Schools are peculiar institutions.  Centrally owned and managed by the local authority, with limited discretionary powers over budgets devolved to head teachers.  They’re peculiar because despite the undoubted pressures they face, schools seem content to ignore the very resource that could ease much of that pressure – the community that sits around them and in particular, parents.   The spectacular growth of the Coop School movement might hold some answers.


Simon Birch, The Guardian, 26.07.12

Harold Wilson would surely have approved. The Labour prime minister’s old grammar school in Huddersfield is now one the country’s leading co-op schools and a passionate supporter of the spectacular growth of this type schools.

“I’m really very excited about co-op schools,” says Melanie Williams headteacher at Royds Hall High School in Huddersfield. “I can’t imagine working any other way.”

The first co-op school was established in 2008 and, by the start of the new academic year this September, there will be more than 350 such schools, with many more in the pipeline, an achievement which has even taken the co-op school movement by surprise.

“We’ve been shocked by just how popular co-op schools have proved to be,” confesses Mervyn Wilson, who leads the Manchester-based Co-operative College which develops and supports schools making the transition to co-op school status.

“We’re now the third largest association of schools in England after church-run schools, a ranking which has largely gone unnoticed.”

Such has been the dramatic growth of co-op schools that they constitute one of the three fastest growing sectors of the already booming UK co-op economy.

So what exactly is a co-op school? Before this can be answered a short history lesson is required – pay attention at the back now.

The very first school which was run along co-operative principles can be traced back to the 1830s. Since those pioneering days, education has played a central role in co-op activity.

However by the 1960’s many aspects of the co-op economy were thought to be outdated and plainly irrelevant, so co-op schools quietly slipped out of fashion.

What led to their renaissance was Blair’s 2006 Education and Inspections Act. This introduced the idea of trust schools, which were trumpeted as “independent state schools”; they allowed for a loosening of the ties between local authorities and schools.

While they would remain funded by local authorities, schools would become charitable trusts, with other key features, including establishing long-term partnerships with outside groups such as local businesses and charities who would then become involved with the school’s governance and leadership.

The smart thinkers at the Co-operative College spotted that this presented a golden opportunity to develop a co-operative-based model for trust schools. The result was that in 2008 Reddish Vale technology college in Stockport became the first ground-breaking co-operative trust school in England, which heralded the current revolution in co-op led education.

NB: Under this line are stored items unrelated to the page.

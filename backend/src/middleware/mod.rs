//! Request middleware.
//!
//! Purpose: Define middleware components for request lifecycle concerns such as
//! request tracing and logging.

pub mod trace;

pub use trace::Trace;
//! HTTP inbound adapter exposing REST endpoints.

pub mod error;
pub mod health;
pub mod items;
pub mod state;

pub use error::ApiResult;
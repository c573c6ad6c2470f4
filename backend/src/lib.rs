//! Backend library modules for the item listings service.

pub mod doc;
pub mod domain;
pub mod inbound;
pub mod middleware;
pub mod outbound;
pub mod settings;
#[cfg(any(test, feature = "test-support"))]
pub mod test_support;

/// Public OpenAPI surface used by Swagger UI and tooling.
pub use doc::ApiDoc;
pub use middleware::Trace;
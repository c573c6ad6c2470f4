//! Driven port for item persistence adapters and their errors.
//!
//! Each operation maps onto a single store call. Lookups are keyed by the
//! client-generated [`ItemId`], never by a store-internal identifier.

use async_trait::async_trait;

use crate::domain::{Item, ItemChanges, ItemId};

use super::define_port_error;

define_port_error! {
    /// Persistence errors raised by item repository adapters.
    pub enum ItemRepositoryError {
        /// The store could not be reached.
        Connection { message: String } => "item store connection failed: {message}",
        /// Query or mutation failed during execution.
        Query { message: String } => "item store query failed: {message}",
        /// The uniqueness constraint on the item id rejected an insert.
        DuplicateId { id: String } => "item id already exists: {id}",
    }
}

/// Result of replacing an item's fields.
#[derive(Debug, Clone, Copy, PartialEq, Eq)]
pub enum UpdateOutcome {
    Updated,
    NotFound,
}

/// Result of deleting an item.
#[derive(Debug, Clone, Copy, PartialEq, Eq)]
pub enum DeleteOutcome {
    Deleted,
    NotFound,
}

/// Driven port over the item collection.
#[cfg_attr(test, mockall::automock)]
#[async_trait]
pub trait ItemRepository: Send + Sync {
    /// Fetch every stored item in the store's natural order.
    async fn list(&self) -> Result<Vec<Item>, ItemRepositoryError>;

    /// Insert a new item, failing with `DuplicateId` when the id is taken.
    async fn insert(&self, item: &Item) -> Result<(), ItemRepositoryError>;

    /// Overwrite the fields carried by `changes` on the item with `id`.
    ///
    /// The stored id and date, and optional fields absent from `changes`,
    /// are left untouched.
    async fn update(
        &self,
        id: &ItemId,
        changes: &ItemChanges,
    ) -> Result<UpdateOutcome, ItemRepositoryError>;

    /// Remove the item with `id`.
    async fn delete(&self, id: &ItemId) -> Result<DeleteOutcome, ItemRepositoryError>;
}
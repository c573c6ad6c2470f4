//! Domain primitives, services, and ports.
//!
//! Purpose: Define the item listing model, its validation rules, and the
//! service that drives the item store through ports. Nothing in this module
//! knows about HTTP or MongoDB.
//!
//! Public surface:
//! - Error / ErrorCode: transport-agnostic error payload and stable codes.
//! - Item, ItemId, ItemFields, ItemChanges, ItemDraft, NewItem: the listing model.
//! - ItemsService: implementation of the item driving ports.

pub mod error;
pub mod item;
mod items_service;
pub mod ports;

pub use self::error::{Error, ErrorCode};
pub use self::item::{
    Item, ItemChanges, ItemDraft, ItemFields, ItemId, ItemValidationError, MANDATORY_FIELDS,
    NewItem,
};
pub use self::items_service::ItemsService;
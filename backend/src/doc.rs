//! OpenAPI documentation configuration.
//!
//! [`ApiDoc`] registers the item endpoints, the health probes and the schemas
//! they exchange. The generated document is served by Swagger UI in debug
//! builds and exported via `cargo run --bin openapi-dump` for external tooling.

use utoipa::OpenApi;

use crate::domain::{Error, ErrorCode, Item, ItemFields};
use crate::inbound::http::health::ProbeStatus;
use crate::inbound::http::items::{ItemRequest, SuccessResponse};

/// OpenAPI document for the REST API.
#[derive(OpenApi)]
#[openapi(
    info(
        title = "Listings backend API",
        description = "CRUD interface for classifieds item listings and health probes."
    ),
    servers(
        (url = "/", description = "Relative to the deployment base URL")
    ),
    paths(
        crate::inbound::http::items::list_items,
        crate::inbound::http::items::create_item,
        crate::inbound::http::items::update_item,
        crate::inbound::http::items::remove_item,
        crate::inbound::http::health::ready,
        crate::inbound::http::health::live,
    ),
    components(schemas(
        Item,
        ItemFields,
        ItemRequest,
        SuccessResponse,
        Error,
        ErrorCode,
        ProbeStatus
    )),
    tags(
        (name = "items", description = "Item listing operations"),
        (name = "health", description = "Endpoints for health checks")
    )
)]
pub struct ApiDoc;

#[cfg(test)]
mod tests {
    //! Tests verifying the generated OpenAPI document.

    use super::*;
    use rstest::rstest;
    use utoipa::openapi::RefOr;
    use utoipa::openapi::schema::Schema;

    fn assert_object_schema_has_field(schema: &RefOr<Schema>, field: &str) {
        match schema {
            RefOr::T(Schema::Object(obj)) => {
                assert!(
                    obj.properties.contains_key(field),
                    "schema should have field '{field}'"
                );
            }
            _ => panic!("expected Object schema"),
        }
    }

    #[rstest]
    #[case("error")]
    #[case("code")]
    #[case("traceId")]
    fn error_schema_uses_envelope_keys(#[case] field: &str) {
        let doc = ApiDoc::openapi();
        let schemas = &doc.components.as_ref().expect("components").schemas;
        let error_schema = schemas.get("Error").expect("Error schema");
        assert_object_schema_has_field(error_schema, field);
    }

    #[test]
    fn item_fields_schema_is_camel_case() {
        let doc = ApiDoc::openapi();
        let schemas = &doc.components.as_ref().expect("components").schemas;
        let fields = schemas.get("ItemFields").expect("ItemFields schema");
        assert_object_schema_has_field(fields, "phoneNumber");
        assert_object_schema_has_field(fields, "userId");
    }

    #[rstest]
    #[case("/api/items")]
    #[case("/api/items/update/{id}")]
    #[case("/api/items/remove/{id}")]
    #[case("/health/ready")]
    fn item_and_health_paths_are_documented(#[case] path: &str) {
        let doc = ApiDoc::openapi();
        assert!(doc.paths.paths.contains_key(path), "missing path {path}");
    }
}
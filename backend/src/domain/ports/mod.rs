//! Domain ports and supporting types for the hexagonal boundary.

mod macros;
pub(crate) use macros::define_port_error;

mod item_repository;
mod items_command;
mod items_query;

#[cfg(test)]
pub use item_repository::MockItemRepository;
pub use item_repository::{DeleteOutcome, ItemRepository, ItemRepositoryError, UpdateOutcome};
#[cfg(test)]
pub use items_command::MockItemsCommand;
pub use items_command::ItemsCommand;
#[cfg(test)]
pub use items_query::MockItemsQuery;
pub use items_query::ItemsQuery;
//! Driving port for reading items.

use async_trait::async_trait;

use crate::domain::{Error, Item};

/// Driving port for listing items.
#[cfg_attr(test, mockall::automock)]
#[async_trait]
pub trait ItemsQuery: Send + Sync {
    /// Return every stored item.
    async fn list(&self) -> Result<Vec<Item>, Error>;
}
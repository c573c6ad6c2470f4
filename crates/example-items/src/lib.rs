//! Deterministic example listing data generation for manual testing.
//!
//! This crate produces believable, reproducible item listings that can be
//! inserted into the listings store. It is deliberately independent of the
//! backend domain types so the backend can depend on it without cycles.
//!
//! # Overview
//!
//! - Named RNG seeds make generation reproducible: the same seed and count
//!   always yield identical items.
//! - Every generated item carries a unique UUID and non-empty values for all
//!   mandatory listing fields.
//!
//! # Example
//!
//! ```
//! use example_items::generate_example_items;
//!
//! let items = generate_example_items(42, 3).expect("generation succeeds");
//! assert_eq!(items.len(), 3);
//!
//! let again = generate_example_items(42, 3).expect("generation succeeds");
//! assert_eq!(items, again);
//! ```

mod catalog;
mod error;
mod generator;
mod seed;

pub use error::GenerationError;
pub use generator::{DEFAULT_ITEM_COUNT, MAX_ITEM_COUNT, generate_example_items, random_seed};
pub use seed::ExampleItemSeed;
//! Backend entry-point: connects the item store, then serves the REST API,
//! health probes and OpenAPI docs.

mod server;

use std::io;

use actix_web::web;
use ortho_config::OrthoConfig;
use tracing::{error, info, warn};
use tracing_subscriber::{EnvFilter, fmt};

use listings_backend::inbound::http::health::HealthState;
use listings_backend::outbound::persistence::connect;
use listings_backend::settings::ServerSettings;

use server::{ServerConfig, create_server};

/// Application bootstrap.
#[actix_web::main]
async fn main() -> io::Result<()> {
    if let Err(e) = fmt()
        .with_env_filter(EnvFilter::try_from_default_env().unwrap_or_else(|_| EnvFilter::new("info")))
        .json()
        .try_init()
    {
        warn!(error = %e, "tracing init failed");
    }

    let settings = ServerSettings::load_from_iter(std::env::args_os())
        .map_err(|e| io::Error::other(format!("failed to load settings: {e}")))?;
    let bind_addr = settings.bind_addr().map_err(io::Error::other)?;

    let store_config = settings.store_config();
    let items = match connect(&store_config).await {
        Ok(items) => items,
        Err(e) => {
            error!(
                error = %e,
                database = store_config.database(),
                "failed to connect to item store"
            );
            return Err(io::Error::other(e));
        }
    };

    let health_state = web::Data::new(HealthState::new());
    let server = create_server(health_state.clone(), ServerConfig::new(bind_addr, items))?;
    info!(%bind_addr, "listening");

    let result = server.await;
    health_state.mark_unhealthy();
    result
}
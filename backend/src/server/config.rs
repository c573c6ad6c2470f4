//! HTTP server configuration object.

use std::net::SocketAddr;

use listings_backend::outbound::persistence::ItemDocument;
use mongodb::Collection;

/// Settings and handles needed to create the HTTP server.
pub struct ServerConfig {
    pub(crate) bind_addr: SocketAddr,
    pub(crate) items: Collection<ItemDocument>,
}

impl ServerConfig {
    /// Construct a server configuration over a prepared item collection.
    #[must_use]
    pub fn new(bind_addr: SocketAddr, items: Collection<ItemDocument>) -> Self {
        Self { bind_addr, items }
    }
}
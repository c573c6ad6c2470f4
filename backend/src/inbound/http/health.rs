//! Health endpoints: liveness and readiness probes for orchestration and
//! load balancers.
//!
//! Readiness flips once the item store answered its startup ping and the
//! listener is bound; until then requests would only produce internal errors.

use std::sync::atomic::{AtomicBool, Ordering};

use actix_web::{HttpResponse, get, http::header, web};
use serde::Serialize;
use utoipa::ToSchema;

/// Shared readiness and liveness flags.
pub struct HealthState {
    ready: AtomicBool,
    live: AtomicBool,
}

impl Default for HealthState {
    fn default() -> Self {
        Self {
            ready: AtomicBool::new(false),
            live: AtomicBool::new(true),
        }
    }
}

impl HealthState {
    /// Create a new health state starting as not ready but live.
    pub fn new() -> Self {
        Self::default()
    }

    /// Mark the service as ready.
    pub fn mark_ready(&self) {
        self.ready.store(true, Ordering::Release);
    }

    /// Flag the service as draining so liveness checks fail fast during shutdown.
    pub fn mark_unhealthy(&self) {
        self.live.store(false, Ordering::Release);
    }

    /// Return readiness state.
    pub fn is_ready(&self) -> bool {
        self.ready.load(Ordering::Acquire)
    }

    /// Return liveness state.
    pub fn is_alive(&self) -> bool {
        self.live.load(Ordering::Acquire)
    }
}

/// Probe response body.
#[derive(Debug, Serialize, ToSchema)]
pub struct ProbeStatus {
    #[schema(example = "ok")]
    status: &'static str,
}

fn probe_response(probe_ok: bool) -> HttpResponse {
    let (mut response, status) = if probe_ok {
        (HttpResponse::Ok(), "ok")
    } else {
        (HttpResponse::ServiceUnavailable(), "unavailable")
    };

    response
        .insert_header((header::CACHE_CONTROL, "no-store"))
        .json(ProbeStatus { status })
}

/// Readiness probe. 200 once the store is connected, 503 before.
#[utoipa::path(
    get,
    path = "/health/ready",
    tags = ["health"],
    responses(
        (status = 200, description = "Server is ready to handle traffic", body = ProbeStatus),
        (status = 503, description = "Server is not ready", body = ProbeStatus)
    )
)]
#[get("/health/ready")]
pub async fn ready(state: web::Data<HealthState>) -> HttpResponse {
    probe_response(state.is_ready())
}

/// Liveness probe. 200 while the process is alive, 503 once draining.
#[utoipa::path(
    get,
    path = "/health/live",
    tags = ["health"],
    responses(
        (status = 200, description = "Server is alive", body = ProbeStatus),
        (status = 503, description = "Server is shutting down", body = ProbeStatus)
    )
)]
#[get("/health/live")]
pub async fn live(state: web::Data<HealthState>) -> HttpResponse {
    probe_response(state.is_alive())
}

In answer then to what defines a co-op school, Wilson, at the Co-operative College, identifies two key features. “The first is that the co-op values of democracy, equity and fairness are applied right across the school,” he explains.

“The second is a governance model that directly engages key stakeholders through membership of the trust that includes, parents and carers, staff, the local community and the pupils themselves.

Together they form a community-based mutual organisation.”

It is a governance model that Wilson says puts the school right at the heart of local communities, which in turn have a direct input into how their school is run.

So what exactly are the benefits of a co-op school?

“One of the key advantages are the opportunities that the partner organisations can bring to the school,” says Wilson, who adds that co-op schools are encouraged to team up with other local co-ops or social enterprises. Royds Hall, for example, which became a co-op school in 2011 has a trustee from the Fairtraders Co-operative from nearby Holmfirth.

“Having a trustee who’s directly involved with the Fairtrade movement has helped the students to run the school as a Fairtrade school,” says headteacher Melanie Williams, “and it’s a relationship that’s worked very well for us.

“The values and worldwide nature to being a co-operative is also very much at the forefront of our planning and strategy and has enabled us to establish links with other co-ops around Europe. Making these links to the wider world really helps to raise the attainment for students because you’re widening their horizons.